Steve and I are off to Leadville today, both of us on borrowed bikes. I wasn’t planning it that way, but Elden was pretty keen on the idea of me riding his geared Superfly. How could I turn that down?
Aaron was equally gracious in letting Steve, who doesn’t own a MTB, borrow his Superfly. I was hesitant to even approach the question, as I know borrowing bikes is a sensitive thing for many cyclists. So I phrased it something along the lines of “I realize this is kind of like asking to take your wife out on a date, but can my brother borrow your bike this weekend?”
Aaron responded: “Forget about the bike. You can pick her up at eight.”
The Superfly weighs about five pounds less than the bike I was going to ride (23 lbs versus 28), a difference I would describe as “material” over a 100 mile course with 14,000 feet of climbing. Just how material, I didn’t realize until plugging some estimates in at analytic cycling*.
Apparently those five pounds will save me somewhere around 453 seconds. Or seven and a half minutes if you can’t divide 453 by 60 in your head. Put another way, when I finish I’ll be 2km ahead of where I would have been on my bike.
We’ll see if the seven and a half minutes is enough to get me under nine hours.

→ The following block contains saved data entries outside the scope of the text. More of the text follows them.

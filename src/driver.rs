//! The sample loop: aggregate, convert, encode, send, sleep, repeat.
//!
//! Runs on one dedicated background task for the lifetime of the process.
//! The foreground only flips the shutdown watch channel; both timed waits
//! select on it, so cancellation is observed within one wait interval, not
//! just between ticks. One bad tick never terminates the loop - the only
//! way out is cancellation.

use crate::config::Config;
use crate::hardware::disks::VolumeProbe;
use crate::hardware::node::HardwareSource;
use crate::metrics::aggregator::SnapshotAggregator;
use crate::metrics::calculator::{build_frame, FanCalibration};
use crate::notify::Notifier;
use crate::protocol::encode_frame;
use crate::transport::{SerialEndpoint, TransportManager};
use crate::Result;
use std::sync::Arc;
use std::time::Duration;
use tokio::sync::watch;
use tokio::time::Instant;
use tracing::{debug, error, info, warn};

/// Consecutive unexpected tick failures before the notifier hears about it.
const DEGRADED_THRESHOLD: u32 = 3;

/// Drives the full pipeline at a fixed cadence.
pub struct SampleLoop<S, P, E>
where
    S: HardwareSource,
    P: VolumeProbe,
    E: SerialEndpoint,
{
    aggregator: SnapshotAggregator,
    source: S,
    probe: P,
    transport: TransportManager<E>,
    notifier: Arc<dyn Notifier>,
    fans: FanCalibration,
    interval: Duration,
    backoff: Duration,
}

impl<S, P, E> SampleLoop<S, P, E>
where
    S: HardwareSource,
    P: VolumeProbe,
    E: SerialEndpoint,
{
    pub fn new(
        config: &Config,
        source: S,
        probe: P,
        endpoint: E,
        notifier: Arc<dyn Notifier>,
    ) -> Self {
        Self {
            aggregator: SnapshotAggregator::new(config.volumes.clone()),
            source,
            probe,
            transport: TransportManager::new(endpoint, notifier.clone()),
            notifier,
            fans: FanCalibration::from(config),
            interval: Duration::from_millis(config.interval_ms),
            backoff: Duration::from_millis(config.backoff_ms),
        }
    }

    /// Run until the shutdown channel flips to `true` (or its sender drops).
    /// The serial endpoint is released exactly once, after the loop exits.
    pub async fn run(mut self, mut shutdown: watch::Receiver<bool>) {
        let started = Instant::now();
        let mut consecutive_faults: u32 = 0;
        let mut degraded_reported = false;

        info!(
            interval_ms = self.interval.as_millis() as u64,
            backoff_ms = self.backoff.as_millis() as u64,
            "telemetry loop started"
        );

        loop {
            if *shutdown.borrow() {
                break;
            }

            let uptime_secs = started.elapsed().as_secs();
            let wait = match self.tick(uptime_secs).await {
                Ok(()) => {
                    consecutive_faults = 0;
                    degraded_reported = false;
                    self.interval
                }
                Err(err) if err.is_transport() => {
                    // The display may simply be unplugged; give it longer
                    // than a tick before knocking again.
                    warn!(error = %err, "transport failure, retrying after backoff");
                    self.backoff
                }
                Err(err) => {
                    consecutive_faults += 1;
                    error!(error = %err, "tick failed, skipping");
                    if consecutive_faults >= DEGRADED_THRESHOLD && !degraded_reported {
                        self.notifier
                            .degraded(&format!("telemetry sampling failing repeatedly: {}", err));
                        degraded_reported = true;
                    }
                    self.interval
                }
            };

            tokio::select! {
                _ = shutdown.changed() => break,
                _ = tokio::time::sleep(wait) => {}
            }
        }

        self.transport.close().await;
        info!("telemetry loop stopped");
    }

    async fn tick(&mut self, uptime_secs: u64) -> Result<()> {
        let snapshot = self.aggregator.collect(&mut self.source, &mut self.probe)?;
        let frame = build_frame(&snapshot, uptime_secs, &self.fans);
        let line = encode_frame(&frame);

        self.transport.ensure_open().await?;
        self.transport.send(&line).await?;
        debug!(line = line.trim_end(), "frame sent");
        Ok(())
    }
}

*If you get really nerdy and dig into my numbers, you’ll realize the distance I entered, ~80km, is equal to only ~50 miles. This is because it’s an out and back course, so we’ll only be ascending half the distance and descending—where weight reduction doesn’t help—everything we went up for the other 50 miles. Of course we don’t climb 14k feet all at once and there are even some flat sections, which further complicates my dumbed-down analysis. Certainly one could get much more precise about it and analyze each climb independently, which would yield a much more accurate answer, but there are so many other variables in a race like this, why bother? Besides, I really have no idea how I’ll do, since this is my first attempt at this event.